- MATERIAL SUPPLIED:
--------------------------------------------------

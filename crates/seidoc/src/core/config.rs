//! Configuration loading and management.
//!
//! This module provides the pipeline configuration, loaded from TOML, YAML
//! or JSON files, discovered as `seidoc.toml` in the working directory or
//! one of its parents, or built programmatically.

use crate::entities::AddressConfig;
use crate::extraction::StrategyPolicy;
use crate::ocr::{ImagePreprocessingConfig, TesseractConfig};
use crate::retrieval::{BrowserConfig, PortalConfig};
use crate::{Result, SeidocError};
use serde::{Deserialize, Serialize};
use std::path::{Path, PathBuf};

pub const CONFIG_FILE_NAME: &str = "seidoc.toml";

/// Main pipeline configuration.
///
/// ```rust
/// use seidoc::core::config::PipelineConfig;
///
/// let config = PipelineConfig::default();
/// assert!(config.strip_accents);
/// assert_eq!(config.addresses.min_street_len, 15);
/// ```
#[derive(Debug, Clone, PartialEq, Serialize, Deserialize)]
pub struct PipelineConfig {
    /// Remove diacritics during normalization
    #[serde(default = "default_true")]
    pub strip_accents: bool,

    /// When to fall back from the text layer to OCR
    #[serde(default)]
    pub strategy: StrategyPolicy,

    #[serde(default)]
    pub ocr: OcrConfig,

    #[serde(default)]
    pub addresses: AddressConfig,

    #[serde(default)]
    pub portal: PortalConfig,

    #[serde(default)]
    pub browser: BrowserConfig,
}

/// OCR fallback settings.
#[derive(Debug, Clone, PartialEq, Serialize, Deserialize)]
pub struct OcrConfig {
    #[serde(default)]
    pub tesseract: TesseractConfig,

    #[serde(default)]
    pub preprocessing: ImagePreprocessingConfig,

    /// Rasterization resolution
    #[serde(default = "default_dpi")]
    pub dpi: u32,

    /// Deadline for the whole OCR stage of one document. None = unbounded.
    #[serde(default)]
    pub timeout_secs: Option<u64>,

    /// Deadline for each `pdftoppm`/`tesseract` invocation
    #[serde(default = "default_process_timeout")]
    pub process_timeout_secs: u64,

    #[serde(default = "default_tesseract_path")]
    pub tesseract_path: PathBuf,

    #[serde(default = "default_pdftoppm_path")]
    pub pdftoppm_path: PathBuf,
}

fn default_true() -> bool {
    true
}

fn default_dpi() -> u32 {
    300
}

fn default_process_timeout() -> u64 {
    120
}

fn default_tesseract_path() -> PathBuf {
    PathBuf::from("tesseract")
}

fn default_pdftoppm_path() -> PathBuf {
    PathBuf::from("pdftoppm")
}

impl Default for OcrConfig {
    fn default() -> Self {
        Self {
            tesseract: TesseractConfig::default(),
            preprocessing: ImagePreprocessingConfig::default(),
            dpi: default_dpi(),
            timeout_secs: None,
            process_timeout_secs: default_process_timeout(),
            tesseract_path: default_tesseract_path(),
            pdftoppm_path: default_pdftoppm_path(),
        }
    }
}

impl Default for PipelineConfig {
    fn default() -> Self {
        Self {
            strip_accents: true,
            strategy: StrategyPolicy::default(),
            ocr: OcrConfig::default(),
            addresses: AddressConfig::default(),
            portal: PortalConfig::default(),
            browser: BrowserConfig::default(),
        }
    }
}

impl PipelineConfig {
    /// Load configuration from a TOML file.
    ///
    /// # Errors
    ///
    /// Returns `SeidocError::Validation` if the file can't be read, is not
    /// valid TOML, or holds out-of-range values.
    pub fn from_toml_file(path: impl AsRef<Path>) -> Result<Self> {
        let content = read_config(path.as_ref())?;
        let config: Self = toml::from_str(&content)
            .map_err(|e| SeidocError::validation(format!("Invalid TOML in {}: {}", path.as_ref().display(), e)))?;
        config.validate()?;
        Ok(config)
    }

    /// Load configuration from a YAML file.
    pub fn from_yaml_file(path: impl AsRef<Path>) -> Result<Self> {
        let content = read_config(path.as_ref())?;
        let config: Self = serde_yaml_ng::from_str(&content)
            .map_err(|e| SeidocError::validation(format!("Invalid YAML in {}: {}", path.as_ref().display(), e)))?;
        config.validate()?;
        Ok(config)
    }

    /// Load configuration from a JSON file.
    pub fn from_json_file(path: impl AsRef<Path>) -> Result<Self> {
        let content = read_config(path.as_ref())?;
        let config: Self = serde_json::from_str(&content)
            .map_err(|e| SeidocError::validation(format!("Invalid JSON in {}: {}", path.as_ref().display(), e)))?;
        config.validate()?;
        Ok(config)
    }

    /// Load by file extension: `.toml`, `.yaml`/`.yml` or `.json`.
    pub fn from_file(path: impl AsRef<Path>) -> Result<Self> {
        let path = path.as_ref();
        match path.extension().and_then(|e| e.to_str()).map(str::to_ascii_lowercase).as_deref() {
            Some("toml") => Self::from_toml_file(path),
            Some("yaml") | Some("yml") => Self::from_yaml_file(path),
            Some("json") => Self::from_json_file(path),
            _ => Err(SeidocError::validation(format!(
                "Unsupported config format for {} (expected .toml, .yaml, .yml or .json)",
                path.display()
            ))),
        }
    }

    /// Discover `seidoc.toml` in the current directory or its parents.
    ///
    /// # Returns
    ///
    /// - `Some(config)` if found
    /// - `None` if no config file found
    pub fn discover() -> Result<Option<Self>> {
        let mut current = std::env::current_dir().map_err(SeidocError::Io)?;

        loop {
            let candidate = current.join(CONFIG_FILE_NAME);
            if candidate.exists() {
                tracing::debug!(path = %candidate.display(), "using discovered config");
                return Ok(Some(Self::from_toml_file(candidate)?));
            }

            if let Some(parent) = current.parent() {
                current = parent.to_path_buf();
            } else {
                break;
            }
        }

        Ok(None)
    }

    pub fn validate(&self) -> Result<()> {
        self.ocr
            .tesseract
            .validate()
            .map_err(|e| SeidocError::validation(format!("Invalid OCR configuration: {}", e)))?;

        if self.ocr.dpi == 0 || self.ocr.dpi > 1200 {
            return Err(SeidocError::validation(format!(
                "OCR dpi must be between 1 and 1200, got {}",
                self.ocr.dpi
            )));
        }
        if self.ocr.process_timeout_secs == 0 {
            return Err(SeidocError::validation("OCR process timeout must be at least one second"));
        }
        if self.ocr.timeout_secs == Some(0) {
            return Err(SeidocError::validation("OCR stage timeout must be at least one second"));
        }
        if self.addresses.min_street_len == 0 {
            return Err(SeidocError::validation("Minimum street length must be at least 1"));
        }
        Ok(())
    }
}

fn read_config(path: &Path) -> Result<String> {
    std::fs::read_to_string(path)
        .map_err(|e| SeidocError::validation(format!("Failed to read config file {}: {}", path.display(), e)))
}
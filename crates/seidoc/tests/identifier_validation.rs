//! Checksum and process-number behavior across the public identifier API.

use seidoc::identifiers::{cnpj_check_digits, format_cnpj, format_cpf};
use seidoc::{NationalIdentifier, ProcessIdentifier, validate_cnpj, validate_cpf};

fn replace_digit(digits: &str, position: usize, replacement: char) -> String {
    digits
        .chars()
        .enumerate()
        .map(|(i, c)| if i == position { replacement } else { c })
        .collect()
}

#[test]
fn test_cpf_rejects_every_single_digit_change() {
    let valid = "52998224725";
    assert!(validate_cpf(valid));

    for position in 0..valid.len() {
        for replacement in '0'..='9' {
            let candidate = replace_digit(valid, position, replacement);
            if candidate == valid {
                continue;
            }
            assert!(!validate_cpf(&candidate), "{} should be rejected", candidate);
        }
    }
}

#[test]
fn test_cnpj_rejects_every_single_digit_change() {
    let valid = "11222333000181";
    assert!(validate_cnpj(valid));

    for position in 0..valid.len() {
        for replacement in '0'..='9' {
            let candidate = replace_digit(valid, position, replacement);
            if candidate == valid {
                continue;
            }
            assert!(!validate_cnpj(&candidate), "{} should be rejected", candidate);
        }
    }
}

#[test]
fn test_repeated_digits_are_rejected() {
    for d in '0'..='9' {
        let cpf: String = std::iter::repeat_n(d, 11).collect();
        let cnpj: String = std::iter::repeat_n(d, 14).collect();
        assert!(!validate_cpf(&cpf), "{}", cpf);
        assert!(!validate_cnpj(&cnpj), "{}", cnpj);
    }
}

#[test]
fn test_computed_check_digits_validate() {
    let bases = ["112223330001", "045678900001", "000000000001", "999999990001", "123456780001"];
    let expected = [
        "11222333000181",
        "04567890000179",
        "00000000000191",
        "99999999000191",
        "12345678000195",
    ];

    for (base, expected) in bases.iter().zip(expected) {
        let digits: Vec<u8> = base.bytes().map(|b| b - b'0').collect();
        let [first, second] = cnpj_check_digits(&digits).unwrap();
        let full = format!("{}{}{}", base, first, second);
        assert_eq!(full, expected);
        assert!(validate_cnpj(&full));
        assert!(validate_cnpj(&format_cnpj(&full)));
    }
}

#[test]
fn test_check_digits_need_twelve_digit_base() {
    assert!(cnpj_check_digits(&[1, 2, 3]).is_none());
    assert!(cnpj_check_digits(&[1; 13]).is_none());
    assert!(cnpj_check_digits(&[10, 0, 0, 0, 0, 0, 0, 0, 0, 0, 0, 1]).is_none());
}

#[test]
fn test_punctuation_is_ignored() {
    assert!(validate_cpf("529.982.247-25"));
    assert!(validate_cpf("529 982 247 25"));
    assert!(validate_cnpj("11.222.333/0001-81"));
    assert!(!validate_cpf("529.982.247-2"));
    assert!(!validate_cnpj(""));
}

#[test]
fn test_national_identifier_only_from_valid_input() {
    let cpf = NationalIdentifier::cpf("52998224725").unwrap();
    assert_eq!(cpf.formatted(), "529.982.247-25");
    assert_eq!(cpf.to_string(), "CPF: 529.982.247-25");
    assert_eq!(format_cpf("52998224725"), "529.982.247-25");

    assert!(NationalIdentifier::cpf("111.444.777-36").is_none());
    assert!(NationalIdentifier::cnpj("11.222.333/0001-80").is_none());

    let cnpj = NationalIdentifier::cnpj("11222333000181").unwrap();
    assert_eq!(cnpj.digits(), "11222333000181");
    assert_eq!(cnpj.to_string(), "CNPJ: 11.222.333/0001-81");
}

#[test]
fn test_process_identifier_needs_exactly_fifteen_digits() {
    assert_eq!(
        ProcessIdentifier::from_filename("SEI 253511234562023.pdf").as_str(),
        "25351.123456/2023-3"
    );
    assert_eq!(
        ProcessIdentifier::from_filename("/tmp/downloads/SEI253511234562023.pdf").as_str(),
        "25351.123456/2023-3"
    );
    assert_eq!(
        ProcessIdentifier::from_filename("SEI 25351123456202.pdf").as_str(),
        "25351123456202"
    );
    assert_eq!(
        ProcessIdentifier::from_filename("SEI 2535112345620231.pdf").as_str(),
        "2535112345620231"
    );
    assert_eq!(ProcessIdentifier::from_filename("notificacao.pdf").as_str(), "notificacao");
}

--------------------------------------------------

- WHAT YOU SHOULD DO:
Where a line in the material above holds "bases", copy that line.

- TASK ANSWER:
    let bases = ["112223330001", "045678900001", "000000000001", "999999990001", "123456780001"];
    for (base, expected) in bases.iter().zip(expected) {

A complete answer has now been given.